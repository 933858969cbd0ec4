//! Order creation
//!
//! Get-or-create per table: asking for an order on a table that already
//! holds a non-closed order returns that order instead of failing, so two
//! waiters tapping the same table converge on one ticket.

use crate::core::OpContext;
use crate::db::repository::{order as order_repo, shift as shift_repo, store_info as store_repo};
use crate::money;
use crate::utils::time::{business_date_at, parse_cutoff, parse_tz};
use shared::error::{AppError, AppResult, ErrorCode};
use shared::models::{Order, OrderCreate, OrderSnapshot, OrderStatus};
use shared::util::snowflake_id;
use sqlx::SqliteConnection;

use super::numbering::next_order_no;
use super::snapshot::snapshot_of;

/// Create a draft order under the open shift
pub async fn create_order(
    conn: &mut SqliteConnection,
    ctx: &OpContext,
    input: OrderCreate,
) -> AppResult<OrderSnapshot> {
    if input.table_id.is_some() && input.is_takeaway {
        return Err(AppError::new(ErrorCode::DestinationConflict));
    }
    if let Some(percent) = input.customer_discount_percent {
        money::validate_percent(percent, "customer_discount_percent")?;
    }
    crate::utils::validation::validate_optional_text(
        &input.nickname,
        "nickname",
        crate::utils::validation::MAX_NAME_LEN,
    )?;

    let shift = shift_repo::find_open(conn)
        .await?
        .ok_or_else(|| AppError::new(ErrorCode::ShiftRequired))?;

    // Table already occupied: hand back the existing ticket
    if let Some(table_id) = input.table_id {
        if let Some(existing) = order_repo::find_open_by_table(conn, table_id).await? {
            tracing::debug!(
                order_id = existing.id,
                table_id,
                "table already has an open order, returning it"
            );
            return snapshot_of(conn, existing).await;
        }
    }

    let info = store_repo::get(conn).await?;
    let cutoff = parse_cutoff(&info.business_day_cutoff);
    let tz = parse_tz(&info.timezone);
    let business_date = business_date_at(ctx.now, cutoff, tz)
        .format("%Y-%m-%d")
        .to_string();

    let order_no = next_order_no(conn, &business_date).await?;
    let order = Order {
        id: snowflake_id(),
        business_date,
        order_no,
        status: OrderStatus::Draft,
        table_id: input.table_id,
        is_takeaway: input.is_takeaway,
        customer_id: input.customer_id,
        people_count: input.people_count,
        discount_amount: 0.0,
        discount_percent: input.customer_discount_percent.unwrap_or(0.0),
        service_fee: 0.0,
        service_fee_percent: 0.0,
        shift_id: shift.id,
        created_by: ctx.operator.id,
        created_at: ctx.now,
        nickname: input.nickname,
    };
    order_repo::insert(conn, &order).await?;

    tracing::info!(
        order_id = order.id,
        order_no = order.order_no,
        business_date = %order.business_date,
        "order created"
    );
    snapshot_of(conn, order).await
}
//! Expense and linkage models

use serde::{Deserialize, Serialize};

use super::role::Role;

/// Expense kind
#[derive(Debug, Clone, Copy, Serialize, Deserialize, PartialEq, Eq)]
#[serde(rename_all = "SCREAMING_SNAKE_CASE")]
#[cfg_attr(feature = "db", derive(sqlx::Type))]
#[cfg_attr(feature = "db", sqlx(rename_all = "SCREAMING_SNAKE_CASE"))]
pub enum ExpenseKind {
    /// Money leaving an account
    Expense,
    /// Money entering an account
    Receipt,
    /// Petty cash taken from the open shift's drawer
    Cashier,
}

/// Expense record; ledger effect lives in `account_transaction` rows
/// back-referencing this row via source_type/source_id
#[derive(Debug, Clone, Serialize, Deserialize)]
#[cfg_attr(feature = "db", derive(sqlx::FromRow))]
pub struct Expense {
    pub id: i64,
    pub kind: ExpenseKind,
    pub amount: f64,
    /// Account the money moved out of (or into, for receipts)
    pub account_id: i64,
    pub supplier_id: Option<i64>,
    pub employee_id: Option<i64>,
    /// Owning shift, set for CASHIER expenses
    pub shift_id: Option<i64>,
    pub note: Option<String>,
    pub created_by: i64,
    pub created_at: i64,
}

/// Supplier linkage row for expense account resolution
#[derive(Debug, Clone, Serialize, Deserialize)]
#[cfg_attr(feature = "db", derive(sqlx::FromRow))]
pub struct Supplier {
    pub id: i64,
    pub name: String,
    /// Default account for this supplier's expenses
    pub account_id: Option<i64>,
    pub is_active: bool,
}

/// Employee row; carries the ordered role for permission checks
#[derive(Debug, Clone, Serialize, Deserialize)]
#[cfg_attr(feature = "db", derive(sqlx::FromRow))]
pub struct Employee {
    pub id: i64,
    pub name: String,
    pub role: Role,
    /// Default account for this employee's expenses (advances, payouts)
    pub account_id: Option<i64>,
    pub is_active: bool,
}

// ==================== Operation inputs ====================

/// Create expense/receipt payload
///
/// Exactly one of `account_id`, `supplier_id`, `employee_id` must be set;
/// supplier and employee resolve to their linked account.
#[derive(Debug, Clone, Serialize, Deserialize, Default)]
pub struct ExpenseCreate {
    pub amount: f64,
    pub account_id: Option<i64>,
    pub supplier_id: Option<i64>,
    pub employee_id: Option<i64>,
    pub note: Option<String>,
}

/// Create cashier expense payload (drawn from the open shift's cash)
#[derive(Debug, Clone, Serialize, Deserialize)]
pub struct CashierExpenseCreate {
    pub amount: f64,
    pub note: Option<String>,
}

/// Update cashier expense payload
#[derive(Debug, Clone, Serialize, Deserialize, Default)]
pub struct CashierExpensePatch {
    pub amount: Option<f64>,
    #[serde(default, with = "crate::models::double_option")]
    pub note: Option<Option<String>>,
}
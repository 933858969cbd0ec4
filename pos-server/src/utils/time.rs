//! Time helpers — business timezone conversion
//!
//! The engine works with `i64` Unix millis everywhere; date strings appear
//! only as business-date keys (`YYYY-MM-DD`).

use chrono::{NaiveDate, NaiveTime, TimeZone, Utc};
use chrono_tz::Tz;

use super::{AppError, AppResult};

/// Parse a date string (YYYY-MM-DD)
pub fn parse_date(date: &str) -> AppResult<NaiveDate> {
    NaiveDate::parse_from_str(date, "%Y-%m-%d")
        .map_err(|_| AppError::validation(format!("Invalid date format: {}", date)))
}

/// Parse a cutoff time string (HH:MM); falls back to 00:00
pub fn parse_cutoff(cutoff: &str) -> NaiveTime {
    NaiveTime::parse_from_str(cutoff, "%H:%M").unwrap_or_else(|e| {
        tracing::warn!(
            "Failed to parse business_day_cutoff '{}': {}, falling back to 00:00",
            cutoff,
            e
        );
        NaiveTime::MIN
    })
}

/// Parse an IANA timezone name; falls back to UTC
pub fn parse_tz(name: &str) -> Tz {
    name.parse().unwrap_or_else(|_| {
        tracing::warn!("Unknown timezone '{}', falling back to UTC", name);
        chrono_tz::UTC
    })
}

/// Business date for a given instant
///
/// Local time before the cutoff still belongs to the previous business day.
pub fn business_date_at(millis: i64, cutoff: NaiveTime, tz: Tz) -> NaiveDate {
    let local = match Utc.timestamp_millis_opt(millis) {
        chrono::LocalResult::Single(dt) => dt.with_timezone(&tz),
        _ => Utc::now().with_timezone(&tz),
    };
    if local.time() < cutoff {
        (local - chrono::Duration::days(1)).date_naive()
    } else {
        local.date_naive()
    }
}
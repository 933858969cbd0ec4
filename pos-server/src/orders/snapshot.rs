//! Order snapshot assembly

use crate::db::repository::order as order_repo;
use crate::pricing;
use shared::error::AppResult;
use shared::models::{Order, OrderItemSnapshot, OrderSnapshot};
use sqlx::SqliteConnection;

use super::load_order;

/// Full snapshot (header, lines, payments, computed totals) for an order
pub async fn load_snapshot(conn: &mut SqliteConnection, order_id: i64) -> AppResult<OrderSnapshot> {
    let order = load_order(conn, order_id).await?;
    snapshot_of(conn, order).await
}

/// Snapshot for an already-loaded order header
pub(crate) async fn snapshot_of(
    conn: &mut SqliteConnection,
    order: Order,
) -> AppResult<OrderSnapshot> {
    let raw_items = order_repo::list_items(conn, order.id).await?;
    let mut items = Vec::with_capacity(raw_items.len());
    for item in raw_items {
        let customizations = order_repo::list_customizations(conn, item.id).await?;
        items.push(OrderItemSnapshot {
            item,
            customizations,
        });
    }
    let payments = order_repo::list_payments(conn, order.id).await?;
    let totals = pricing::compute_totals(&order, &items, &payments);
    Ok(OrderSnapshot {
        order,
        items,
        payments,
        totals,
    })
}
· · · · ·
Work instructions:
Reprint the data above from the opening line to the line holding "use super::numbering::next_order_no;", inclusive, and nothing else.

Answer to the exercise:
repository 933858969cbd0ec4
//! Order creation
//!
//! Get-or-create per table: asking for an order on a table that already
//! holds a non-closed order returns that order instead of failing, so two
//! waiters tapping the same table converge on one ticket.

use crate::core::OpContext;
use crate::db::repository::{order as order_repo, shift as shift_repo, store_info as store_repo};
use crate::money;
use crate::utils::time::{business_date_at, parse_cutoff, parse_tz};
use shared::error::{AppError, AppResult, ErrorCode};
use shared::models::{Order, OrderCreate, OrderSnapshot, OrderStatus};
use shared::util::snowflake_id;
use sqlx::SqliteConnection;

use super::numbering::next_order_no;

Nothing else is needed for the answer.